Zulip Chat Archive

Stream: maths

Topic: add_group.closure $ monoid_closure

Kevin Buzzard (Mar 10 2019 at 14:56):

I think monoid.closure (add_group.closure X) \sub add_group.closure (monoid.closure X) if X is a subset of a comm_ring (but I didn't prove it yet; doesn't look too hard). Is this in mathlib though?

Chris Hughes (Mar 10 2019 at 14:58):

I think the second one is the definition of ring.closure

Kevin Buzzard (Mar 10 2019 at 16:08):

Why are these things called closure when span is so much shorter?
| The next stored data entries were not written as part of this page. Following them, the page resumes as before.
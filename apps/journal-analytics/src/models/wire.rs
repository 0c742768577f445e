//! Lenient deserializers for dirty journal rows.

use chrono::{DateTime, NaiveDate, NaiveDateTime, Utc};
use rust_decimal::Decimal;
use serde::{Deserialize, Deserializer};
use serde_json::Value;

/// Parse a decimal out of a JSON value, coercing anything malformed to zero.
fn coerce_decimal(value: &Value) -> Decimal {
    let text = match value {
        Value::Number(n) => n.to_string(),
        Value::String(s) => s.trim().to_string(),
        _ => return Decimal::ZERO,
    };

    text.parse()
        .or_else(|_| Decimal::from_scientific(&text))
        .unwrap_or(Decimal::ZERO)
}

/// Deserialize a monetary amount, treating null, absent, or unparsable
/// values as zero.
pub(crate) fn lenient_decimal<'de, D>(deserializer: D) -> Result<Decimal, D::Error>
where
    D: Deserializer<'de>,
{
    let value = Value::deserialize(deserializer)?;
    Ok(coerce_decimal(&value))
}

/// Timestamp shapes the store has produced over time: RFC 3339, a bare
/// date (read as midnight UTC), or a naive date-time without an offset.
pub(crate) fn parse_timestamp(text: &str) -> Option<DateTime<Utc>> {
    let text = text.trim();
    if let Ok(dt) = DateTime::parse_from_rfc3339(text) {
        return Some(dt.with_timezone(&Utc));
    }
    if let Ok(date) = NaiveDate::parse_from_str(text, "%Y-%m-%d") {
        return date.and_hms_opt(0, 0, 0).map(|dt| dt.and_utc());
    }
    if let Ok(dt) = NaiveDateTime::parse_from_str(text, "%Y-%m-%dT%H:%M:%S%.f") {
        return Some(dt.and_utc());
    }
    None
}

/// Deserialize a required timestamp.
pub(crate) fn required_timestamp<'de, D>(deserializer: D) -> Result<DateTime<Utc>, D::Error>
where
    D: Deserializer<'de>,
{
    let text = String::deserialize(deserializer)?;
    parse_timestamp(&text)
        .ok_or_else(|| serde::de::Error::custom(format!("unrecognized timestamp '{text}'")))
}

/// Deserialize an optional timestamp, treating null or unparsable values
/// as absent.
pub(crate) fn optional_timestamp<'de, D>(
    deserializer: D,
) -> Result<Option<DateTime<Utc>>, D::Error>
where
    D: Deserializer<'de>,
{
    let value = Value::deserialize(deserializer)?;
    Ok(value.as_str().and_then(parse_timestamp))
}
Is it a coincidence that submodule.span is defined non-inductively as the intersection of all the submodules containing the set, whereas these closure operations are defined inductively?

Kevin Buzzard (Mar 10 2019 at 17:00):

I think the second one is the definition of ring.closure

That's a really useful comment, because the hardest part of the argument can be proved by the mul_mem field of the instance saying ring.closure is a subring.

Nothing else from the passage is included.